La rigidez parkinsoniana es distinta de la espasticidad: es una resistencia constante (no dependiente de la velocidad) al movimiento pasivo en todas las direcciones, descrita con frecuencia como «tubo de plomo» o «rueda dentada» (fenómeno de la rueda dentada). Combinada con la bradicinesia, limita profundamente las AVD y la calidad de vida incluso en pacientes con buen control del temblor.
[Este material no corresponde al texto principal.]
//! consumer/stream.rs
//!
//! Durable subscription with three start modes; per-message
//! validate-then-persist callback (C6).

use crate::consumer::broker::{BrokerMessage, DurableBroker};
use crate::error::{AppError, AppResult};
use crate::model::CustomerOrder;
use crate::storage::service::StorageService;
use std::sync::Arc;
use std::time::SystemTime;
use tokio::sync::{mpsc, Mutex};
use tokio::task::JoinHandle;
use tokio_util::sync::CancellationToken;
use tracing::{debug, warn};

pub struct StreamConsumer {
    broker: Arc<dyn DurableBroker>,
    storage: Mutex<Option<Arc<StorageService>>>,
    err_tx: mpsc::Sender<AppError>,
    cancel: CancellationToken,
    task: Mutex<Option<JoinHandle<()>>>,
}

impl StreamConsumer {
    pub fn new(broker: Arc<dyn DurableBroker>, err_tx: mpsc::Sender<AppError>, cancel: CancellationToken) -> Arc<Self> {
        Arc::new(Self {
            broker,
            storage: Mutex::new(None),
            err_tx,
            cancel,
            task: Mutex::new(None),
        })
    }

    pub async fn set_storage_on_callback(&self, storage: Arc<StorageService>) {
        *self.storage.lock().await = Some(storage);
    }

    pub async fn run(self: &Arc<Self>) -> AppResult<()> {
        let rx = self.broker.subscribe_all().await?;
        self.spawn_loop(rx).await;
        Ok(())
    }

    pub async fn run_from_last_received(self: &Arc<Self>) -> AppResult<()> {
        let rx = self.broker.subscribe_from_last_received().await?;
        self.spawn_loop(rx).await;
        Ok(())
    }

    pub async fn run_from_timestamp(self: &Arc<Self>, ts: SystemTime) -> AppResult<()> {
        let rx = self.broker.subscribe_from_timestamp(ts).await?;
        self.spawn_loop(rx).await;
        Ok(())
    }

    pub async fn unsubscribe(&self) -> AppResult<()> {
        self.broker.unsubscribe().await
    }

    pub async fn disconnect(&self) -> AppResult<()> {
        if let Some(task) = self.task.lock().await.take() {
            task.abort();
        }
        self.broker.disconnect().await
    }

    async fn spawn_loop(self: &Arc<Self>, mut rx: mpsc::Receiver<BrokerMessage>) {
        let this = self.clone();
        let handle = tokio::spawn(async move {
            loop {
                tokio::select! {
                    _ = this.cancel.cancelled() => {
                        debug!("StreamConsumer.Callback: context done, closing subscription");
                        let _ = this.broker.unsubscribe().await;
                        return;
                    }
                    maybe_msg = rx.recv() => {
                        let Some(msg) = maybe_msg else { return };
                        this.handle_message(msg).await;
                    }
                }
            }
        });
        *self.task.lock().await = Some(handle);
    }

    async fn handle_message(&self, msg: BrokerMessage) {
        const MARK: &str = "AppConsumer.Callback";

        let order: CustomerOrder = match serde_json::from_slice(&msg.data) {
            Ok(o) => o,
            Err(e) => {
                self.report_error(AppError::Json(e), msg.sequence, MARK).await;
                return;
            }
        };

        if let Err(reason) = order.validate() {
            self.report_error(AppError::ValidationFailed(reason), msg.sequence, MARK)
                .await;
            return;
        }

        let storage = self.storage.lock().await.clone();
        let Some(storage) = storage else {
            warn!("{MARK}: no storage wired, dropping message {}", msg.sequence);
            return;
        };

        let stored = storage.convert(msg.sequence, order.order_uid.clone(), msg.data.clone());
        storage.save_order(stored);
        debug!(
            subject = %msg.subject,
            sequence = msg.sequence,
            "{MARK}: order sent to storage"
        );
    }

    async fn report_error(&self, err: AppError, sequence: u64, mark: &str) {
        warn!(sequence, error = %err, "{mark}");
        tokio::select! {
            _ = self.cancel.cancelled() => {}
            _ = self.err_tx.send(err) => {}
        }
    }
}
Limitaciones de la levodopa y de la farmacoterapia
La levodopa (asociada a un inhibidor de la DOPA-descarboxilasa, como carbidopa o benserazida) sigue siendo el tratamiento más eficaz disponible para la EP, con una mejoría inicial notable de los síntomas motores. El problema aparece con el paso de los años: fluctuaciones motoras («wearing-off», on-off), discinesias y síntomas no motores que responden poco a la reposición dopaminérgica. La acupuntura no sustituye a la levodopa: potencia sus efectos y aborda aquello que la medicación no consigue resolver.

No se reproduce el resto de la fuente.